Recommendation specific for Gifted Learners

According to the National Association for Gifted Children there are four main ideas that embody good instruction for gifted children. Therefore, to address the viability of this curriculum for teaching gifted children I will address the extent to which it helps support teachers in these four points. Good teaching for gifted learners happens at a higher "degree of difficulty" than for many students their age In a high ability classroom the text could be much more useful than as standard use in a regular classroom, as it would provide challenge and would require deductive reasoning, thereby addressing the students need for a reasonable level of challenge in the everyday classroom. The discovery based learning opportunities present more demanding critical thinking opportunities and independence. The problems then are more open-ended and abstract which makes them more appropriate for the advanced leaner.

Good curriculum and instruction for gifted learners begins with good curriculum and instruction. The Discovering Geometry series seems to do a good job of covering all content necessary for the classes in a thorough manner, so the content of the

curriculum is sound. The books also provided details for teachers to help guide instruction so that students get the most out of the content, so I believe that the series does a very good job supporting teachers with a good curriculum as well as guidance for instruction.

Good teaching for gifted learners is paced in response to the student's individual needs. The discovery basis of the curriculum allows students to progress through individual sections to the depth of their own need. The sections almost always provide an extension section for even more advanced students. There are also several projects throughout each chapter providing potential enrichment to gifted students. However, Since each lesson requires a discovery they take longer than a typical lesson, even for gifted students so pacing may be difficult in relation to time. This leads me to believe the pacing set up in the curriculum supports gifted students for the most part, although there may be some weaknesses.
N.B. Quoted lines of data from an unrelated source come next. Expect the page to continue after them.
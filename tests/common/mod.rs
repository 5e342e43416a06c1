#![allow(dead_code)]

use std::collections::HashMap;
use std::path::{Path, PathBuf};
use std::sync::{Arc, Mutex};

use storyreel::assets::StillImage;
use storyreel::audio::AudioPcm;
use storyreel::session::{AudioInput, EncoderHandle, ImageInput, MediaHandle, MediaProvider};
use storyreel::{
    CancelToken, Canvas, Fps, FrameIndex, FrameRGBA, FrameSink, InMemorySink, ReelError,
    ReelResult, RenderConfig, RenderStage, SinkConfig,
};

/// Sample rate of every fake audio track. Low to keep the tests light.
pub const RATE: u32 = 8_000;

pub fn small_config() -> RenderConfig {
    let mut cfg = RenderConfig::default();
    cfg.canvas = Canvas {
        width: 160,
        height: 90,
    };
    cfg.fps = Fps::new(24, 1).unwrap();
    cfg.font.builtin = true;
    cfg.font.size_px = 14.0;
    cfg.stroke_width_px = 0.0;
    cfg.caption_margin_px = 8;
    cfg.text_padding_px = 2;
    cfg.caption_anchor_y = 0.4;
    cfg.render.chunk_size = 16;
    cfg
}

/// Stereo tone of `secs` seconds at constant amplitude `level`.
pub fn tone(secs: f64, level: f32) -> AudioPcm {
    let frames = (secs * f64::from(RATE)).round() as usize;
    AudioPcm::new(RATE, 2, vec![level; frames * 2]).unwrap()
}

/// Opens and releases of every handle the fake provider handed out.
#[derive(Debug, Default)]
pub struct Ledger {
    entries: Mutex<Vec<(String, usize)>>,
}

impl Ledger {
    fn open(&self, label: &str) -> usize {
        let mut entries = self.entries.lock().unwrap();
        entries.push((label.to_owned(), 0));
        entries.len() - 1
    }

    fn release(&self, id: usize) {
        self.entries.lock().unwrap()[id].1 += 1;
    }

    pub fn opened(&self) -> Vec<String> {
        self.entries
            .lock()
            .unwrap()
            .iter()
            .map(|(l, _)| l.clone())
            .collect()
    }

    /// Handles whose release count is not exactly one.
    pub fn unbalanced(&self) -> Vec<(String, usize)> {
        self.entries
            .lock()
            .unwrap()
            .iter()
            .filter(|(_, n)| *n != 1)
            .cloned()
            .collect()
    }
}

#[derive(Clone)]
pub enum FakeAudio {
    Pcm(AudioPcm),
    DecodeError,
}

#[derive(Clone)]
pub enum FakeImage {
    Still(StillImage),
    DecodeError,
    DecodePanic,
}

#[derive(Clone, Default)]
pub enum FakeEncoder {
    #[default]
    Ok,
    /// Cancel `token` once this many frames were pushed.
    CancelAfter(u64, CancelToken),
    FailOnPush(u64),
    FailOnEnd,
}

/// In-process media provider. Paths not registered are reported missing.
#[derive(Clone, Default)]
pub struct FakeMedia {
    audio: HashMap<PathBuf, FakeAudio>,
    images: HashMap<PathBuf, FakeImage>,
    pub encoder: FakeEncoder,
    pub ledger: Arc<Ledger>,
    pub sink: Arc<Mutex<InMemorySink>>,
}

impl FakeMedia {
    pub fn new() -> Self {
        Self {
            sink: Arc::new(Mutex::new(InMemorySink::keeping_frames())),
            ..Self::default()
        }
    }

    pub fn with_audio(mut self, path: &str, audio: FakeAudio) -> Self {
        self.audio.insert(PathBuf::from(path), audio);
        self
    }

    pub fn with_image(mut self, path: &str, image: FakeImage) -> Self {
        self.images.insert(PathBuf::from(path), image);
        self
    }

    pub fn with_encoder(mut self, encoder: FakeEncoder) -> Self {
        self.encoder = encoder;
        self
    }

    pub fn frames(&self) -> Vec<(FrameIndex, FrameRGBA)> {
        self.sink.lock().unwrap().frames().to_vec()
    }

    pub fn pushed(&self) -> usize {
        self.sink.lock().unwrap().indices().len()
    }

    pub fn audio(&self) -> Option<Vec<f32>> {
        self.sink.lock().unwrap().audio().map(<[f32]>::to_vec)
    }

    pub fn sink_config(&self) -> Option<SinkConfig> {
        self.sink.lock().unwrap().config().cloned()
    }

    pub fn finished(&self) -> bool {
        self.sink.lock().unwrap().is_finished()
    }
}

fn missing(path: &Path) -> ReelError {
    ReelError::input(
        RenderStage::OpenInputs,
        format!("no such file '{}'", path.display()),
    )
}

struct AudioHandle {
    label: String,
    id: usize,
    ledger: Arc<Ledger>,
    audio: FakeAudio,
}

impl MediaHandle for AudioHandle {
    fn label(&self) -> &str {
        &self.label
    }

    fn release(&mut self) -> ReelResult<()> {
        self.ledger.release(self.id);
        Ok(())
    }
}

impl AudioInput for AudioHandle {
    fn decode(&mut self) -> ReelResult<AudioPcm> {
        match &self.audio {
            FakeAudio::Pcm(pcm) => Ok(pcm.clone()),
            FakeAudio::DecodeError => Err(ReelError::validation("corrupt audio stream")),
        }
    }
}

struct ImageHandle {
    id: usize,
    ledger: Arc<Ledger>,
    image: FakeImage,
}

impl MediaHandle for ImageHandle {
    fn label(&self) -> &str {
        "background"
    }

    fn release(&mut self) -> ReelResult<()> {
        self.ledger.release(self.id);
        Ok(())
    }
}

impl ImageInput for ImageHandle {
    fn decode(&mut self) -> ReelResult<StillImage> {
        match &self.image {
            FakeImage::Still(img) => Ok(img.clone()),
            FakeImage::DecodeError => Err(ReelError::validation("corrupt image")),
            FakeImage::DecodePanic => panic!("image decoder crashed"),
        }
    }
}

struct EncoderFake {
    id: usize,
    ledger: Arc<Ledger>,
    sink: Arc<Mutex<InMemorySink>>,
    behavior: FakeEncoder,
}

impl MediaHandle for EncoderFake {
    fn label(&self) -> &str {
        "encoder"
    }

    fn release(&mut self) -> ReelResult<()> {
        self.ledger.release(self.id);
        Ok(())
    }
}

impl FrameSink for EncoderFake {
    fn begin(&mut self, cfg: SinkConfig) -> ReelResult<()> {
        self.sink.lock().unwrap().begin(cfg)
    }

    fn push_frame(&mut self, idx: FrameIndex, frame: &FrameRGBA) -> ReelResult<()> {
        let mut sink = self.sink.lock().unwrap();
        sink.push_frame(idx, frame)?;
        let pushed = sink.indices().len() as u64;
        match &self.behavior {
            FakeEncoder::CancelAfter(n, token) if pushed >= *n => token.cancel(),
            FakeEncoder::FailOnPush(n) if pushed >= *n => {
                return Err(ReelError::environment(RenderStage::Encode, "encoder pipe closed"));
            }
            _ => {}
        }
        Ok(())
    }

    fn end(&mut self) -> ReelResult<()> {
        if matches!(self.behavior, FakeEncoder::FailOnEnd) {
            return Err(ReelError::environment(
                RenderStage::Finalize,
                "muxer failed to write trailer",
            ));
        }
        self.sink.lock().unwrap().end()
    }
}

impl MediaProvider for FakeMedia {
    fn open_audio(&self, label: &str, path: &Path) -> ReelResult<Box<dyn AudioInput>> {
        let audio = self.audio.get(path).cloned().ok_or_else(|| missing(path))?;
        Ok(Box::new(AudioHandle {
            label: label.to_owned(),
            id: self.ledger.open(label),
            ledger: self.ledger.clone(),
            audio,
        }))
    }

    fn open_image(&self, path: &Path) -> ReelResult<Box<dyn ImageInput>> {
        let image = self.images.get(path).cloned().ok_or_else(|| missing(path))?;
        Ok(Box::new(ImageHandle {
            id: self.ledger.open("background"),
            ledger: self.ledger.clone(),
            image,
        }))
    }

    fn open_encoder(&self, _out_path: &Path, _overwrite: bool) -> ReelResult<Box<dyn EncoderHandle>> {
        Ok(Box::new(EncoderFake {
            id: self.ledger.open("encoder"),
            ledger: self.ledger.clone(),
            sink: self.sink.clone(),
            behavior: self.encoder.clone(),
        }))
    }
}

/// Output path in the temp dir that does not exist yet.
pub fn out_path(name: &str) -> PathBuf {
    std::env::temp_dir().join(format!("storyreel_{name}_{}.mp4", std::process::id()))
}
Good teaching for gifted learners requires an understanding of "supported risk." In my opinion these books do the best of any that I have seen to encourage students to take risks. With the discovery based lessons there is no exact answer that students have to find, leading them to investigate in any manner that they see fit. There are often times no instructions to even go by other than occasional teacher guidance. Also, the questions throughout all of the sections are open-ended, complex


and abstract which is exactly what the gifted students need in order to get the supported risk-taking. This book does a fantastic job of encouraging students to not know the exact answer. Technology and Gifted Students In order to investigate the technological applications for the gifted classroom I looked in to using Tinkerplots and Geometers Sketchpad in the classroom to enrich the learning experience. On the curriculum website they have learning modules that you can purchase that can help you to incorporate the technology in a more in-depth manner. When I went through some of the tutorials I saw several opportunities for students to work through problems independently as well as opportunities for flipped classrooms to engage students in discussion more in the classroom. They also have websites on-line that can link to lesson plans that use Tinkerplots and Geometer Sketchpad as discovery based lessons. However, if teachers are for some reason unable to use these programs (whether it be cost or another obstacle) then there is also the option of using the dynamic geometry software called Geogebra, which is free. Free resources comes with this as well on the Geogebra website as well as GeogebraTube that provides resource videos.